From the Toronto Star:
Stockpiling anti-virals not part of Ottawa's flu plan
Canada's blueprint for reducing death and social disruption during an influenza pandemic does not call for the stockpiling of anti-virals or antibiotics — drugs experts believe will be crucial during the early phase of the pandemic.

The federal government's pandemic flu plan, obtained by The Canadian Press, acknowledges vaccine probably won't be available during the first of several waves of flu expected to sweep rapidly around the country and the globe.

From NBC Columbus:
Merck CEO: Prescription Drugs Not Too Expensive
Some critics allege that high prices are not just created by research costs, but also by the cost of direct advertising that is turning consumers' heads, Hollingsworth reported.
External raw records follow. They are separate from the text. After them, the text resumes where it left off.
//! CLI logic for the Coptree viewer.
//!
//! This module contains the core CLI logic: loading configuration, reading
//! a CoNLL-U document, reporting its findings and rendering the requested
//! view to a file, to stdout, or through an interactive session.

pub mod browse;
pub mod error_adapter;

mod args;
mod config;

pub use args::Args;

use std::{
    fs,
    io::{self, Write},
    str::FromStr,
};

use log::{info, warn};
use miette::GraphicalReportHandler;

use coptree::{CoptreeError, DocumentViewer, Navigation, ViewMode, export};

use error_adapter::{DiagnosticAdapter, render};

/// What the CLI writes.
#[derive(Debug, Clone, Copy, PartialEq, Eq)]
enum Output {
    Sentence(ViewMode),
    /// Every sentence in one HTML page.
    Html,
}

impl FromStr for Output {
    type Err = &'static str;

    fn from_str(s: &str) -> Result<Self, Self::Err> {
        match s {
            "html" => Ok(Self::Html),
            _ => s.parse().map(Self::Sentence),
        }
    }
}

/// Run the Coptree CLI application
///
/// This function reads the input document, reports sentence-level findings
/// as warnings, and renders the requested view.
///
/// # Arguments
///
/// * `args` - Command-line arguments
///
/// # Errors
///
/// Returns `CoptreeError` for:
/// - File I/O errors
/// - Configuration loading errors
/// - CoNLL-U syntax errors
/// - Navigation errors such as an out-of-range sentence
/// - Rendering errors
pub fn run(args: &Args) -> Result<(), CoptreeError> {
    info!(
        input_path = args.input,
        view = args.view;
        "Processing document"
    );

    let app_config = config::load_config(args.config.as_ref())?;
    let output = Output::from_str(&args.view)
        .map_err(|err| CoptreeError::Config(format!("{err}: {}", args.view)))?;

    let source = fs::read_to_string(&args.input)?;

    let mut viewer = DocumentViewer::new(app_config);
    let count = viewer.load_conllu(&source)?;
    info!(sentences = count; "Document loaded");
    report_findings(&viewer);

    if let Some(number) = args.sentence {
        viewer.navigate(Navigation::Jump(sentence_index(number)?))?;
    }

    if args.interactive {
        let mode = match output {
            Output::Sentence(mode) => mode,
            Output::Html => ViewMode::default(),
        };
        return browse::browse(&mut viewer, mode, io::stdin().lock(), io::stdout().lock());
    }

    let rendered = render_output(&viewer, output, args.all)?;

    match &args.output {
        Some(path) => {
            export::write_output(path, &rendered)?;
            info!(output_file = path; "Output written");
        }
        None => {
            let mut stdout = io::stdout().lock();
            stdout.write_all(rendered.as_bytes())?;
            if !rendered.ends_with('\n') {
                writeln!(stdout)?;
            }
        }
    }

    Ok(())
}

fn sentence_index(number: usize) -> Result<usize, CoptreeError> {
    number
        .checked_sub(1)
        .ok_or_else(|| CoptreeError::Config("sentence numbers start at 1".to_string()))
}

fn render_output(
    viewer: &DocumentViewer,
    output: Output,
    all: bool,
) -> Result<String, CoptreeError> {
    let mode = match output {
        Output::Html => return viewer.html_document(),
        Output::Sentence(mode) => mode,
    };
    if !all {
        return Ok(viewer.current_view(mode)?.render()?);
    }

    match mode {
        ViewMode::Conllu => viewer.conllu_document(),
        ViewMode::Svg => Err(CoptreeError::Config(
            "the svg view draws one sentence, use --sentence or the html view".to_string(),
        )),
        _ => {
            let len = viewer.navigator().len();
            let mut blocks = Vec::with_capacity(len);
            for index in 0..len {
                let view = viewer.view(index, mode)?.render()?;
                blocks.push(format!(
                    "Sentence {} of {len}\n{}\n",
                    index + 1,
                    view.trim_end()
                ));
            }
            Ok(blocks.join("\n"))
        }
    }
}

/// Logs every validation and lint finding of the document as a warning.
fn report_findings(viewer: &DocumentViewer) {
    let diagnostics = viewer.diagnostics();
    if diagnostics.is_empty() {
        return;
    }

    let reporter = GraphicalReportHandler::new();
    let src = viewer.source_text().unwrap_or_default();
    for diagnostic in &diagnostics {
        let rendered = render(&reporter, &DiagnosticAdapter::new(diagnostic, src));
        warn!("{rendered}");
    }
    let stats = viewer.navigator().stats();
    warn!(
        findings = diagnostics.len(),
        unparseable = stats.unparseable;
        "Document has findings"
    );
}
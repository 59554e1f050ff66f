//! Where `soffice` lives and how it is asked to convert.

use std::path::{Path, PathBuf};

/// Export filter used when nothing else is configured
pub const DEFAULT_FILTER: &str = "Calc MS Excel 2007 XML";

#[cfg(windows)]
const SOFFICE_NAMES: &[&str] = &["soffice.exe", "soffice.com"];
#[cfg(not(windows))]
const SOFFICE_NAMES: &[&str] = &["soffice", "libreoffice"];

/// Install locations checked after `PATH`
#[cfg(target_os = "macos")]
const WELL_KNOWN: &[&str] = &["/Applications/LibreOffice.app/Contents/MacOS/soffice"];
#[cfg(windows)]
const WELL_KNOWN: &[&str] = &[r"C:\Program Files\LibreOffice\program\soffice.exe"];
#[cfg(not(any(target_os = "macos", windows)))]
const WELL_KNOWN: &[&str] = &["/usr/lib/libreoffice/program/soffice", "/opt/libreoffice/program/soffice"];

/// Configuration for the LibreOffice backend.
#[derive(Debug, Clone, PartialEq, Eq)]
pub struct LibreOfficeConfig {
    /// Path to the `soffice` executable. If None, searches PATH.
    pub soffice_path: Option<PathBuf>,
    /// Extra arguments to pass to soffice.
    pub extra_args: Vec<String>,
    /// Export filter name for `--convert-to xlsx:<filter>`.
    pub filter: String,
}

impl Default for LibreOfficeConfig {
    fn default() -> Self {
        Self {
            soffice_path: None,
            extra_args: Vec::new(),
            filter: DEFAULT_FILTER.to_string(),
        }
    }
}

impl LibreOfficeConfig {
    pub fn with_soffice<P: Into<PathBuf>>(path: P) -> Self {
        Self {
            soffice_path: Some(path.into()),
            ..Self::default()
        }
    }

    /// The executable to run: the configured path, then `PATH`, then the
    /// platform's usual install location
    pub fn soffice(&self) -> PathBuf {
        if let Some(path) = &self.soffice_path {
            return path.clone();
        }
        find_in_path()
            .or_else(|| {
                WELL_KNOWN
                    .iter()
                    .map(PathBuf::from)
                    .find(|p| p.is_file())
            })
            .unwrap_or_else(|| PathBuf::from(SOFFICE_NAMES[0]))
    }

    /// Whether the executable exists
    pub fn is_available(&self) -> bool {
        is_executable(&self.soffice())
    }
}

fn find_in_path() -> Option<PathBuf> {
    let path = std::env::var_os("PATH")?;
    std::env::split_paths(&path).find_map(|dir| {
        SOFFICE_NAMES
            .iter()
            .map(|name| dir.join(name))
            .find(|candidate| is_executable(candidate))
    })
}

#[cfg(unix)]
fn is_executable(path: &Path) -> bool {
    use std::os::unix::fs::PermissionsExt;
    path.metadata()
        .map(|m| m.is_file() && m.permissions().mode() & 0o111 != 0)
        .unwrap_or(false)
}

#[cfg(not(unix))]
fn is_executable(path: &Path) -> bool {
    path.is_file()
}

#[cfg(test)]
mod tests {
    use super::*;
    use pretty_assertions::assert_eq;

    #[test]
    fn test_default_config() {
        let config = LibreOfficeConfig::default();
        assert_eq!(config.filter, "Calc MS Excel 2007 XML");
        assert!(config.soffice_path.is_none());
        assert!(config.extra_args.is_empty());
    }

    #[test]
    fn test_configured_path_wins() {
        let config = LibreOfficeConfig::with_soffice("/nowhere/soffice");
        assert_eq!(config.soffice(), PathBuf::from("/nowhere/soffice"));
        assert!(!config.is_available());
    }
}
Gilmartin dismissed that idea.

"The market determines the price," he said. "Not how much we spend."

From AlterNet:
Canadian Lifeline
The federal government's ban on buying prescription drugs from Canada has left some states frozen in their tracks. But Republican Gov. Tim Pawlenty of Minnesota is brazenly bucking federal law by using the World Wide Web to help Gopher State residents buy less expensive drugs from Canada.

Pawlenty has launched an informational Web site – MinnesotaRxConnect – that lists more than 800 drugs available from two Canadian pharmacies that sell for about 35 percent less than in the United States. The move sets up a conflict with the Food and Drug Administration, which says it's illegal and unsafe to re-import U.S.-manufactured medicines that have been sold to Canada or other countries.

From the (Madison, Wisc.) Capital Times:
Pocan site defies feds on Canada drug imports
Two Democratic Assembly members have rushed in where Gov. Jim Doyle fears to tread.

Mark Pocan of Madison, backed by Frank Boyle of Superior, has posted a direct link on www.markpocan.net to the state of Minnesota's Web site that in turn links consumers to Canadian drug companies.

From the Idaho State Journal:
Democrats want to legalize Canadian prescription drugs
Idaho's Democrats want to send a message to Washington, D.C.

"Legalize it," is their wish, a phrase often associated with illicit narcotics. But state representatives and senators have a different meaning.

They want national politicians to legalize drugs, but not the kinds that cost thousands and put people in hospitals. No, Democrats say these drugs would save citizens a lot of money and would keep them out of hospitals.

Today, they will propose a resolution asking the president and Congress to legalize the purchase of Canadian prescription drugs.

From the Champlain (VT) Channel:
Pharmacists Criticize Canadian Drug-Purchasing Plan
The governor's efforts to cut the cost of prescription drugs have triggered a backlash from New Hampshire pharmacists, who say the plan may cut bills but will put residents' health at risk.

Gov. Craig Benson has proposed creating a system in which New Hampshire residents can use a Web site to purchase medicine from Canada at a greatly reduced rate. A trio of pharmacists from New Hampshire and Canada testified Tuesday that the plan is a bad idea.

From Medical News Today:
Don't take your alzheimer's drug at bedtime
Millions of Alzheimer's patients who take memory-boosting drugs may impair their ability to remember by taking the medicine at bedtime, according to a study published recently in the Proceedings of the National Academy of Sciences (USA).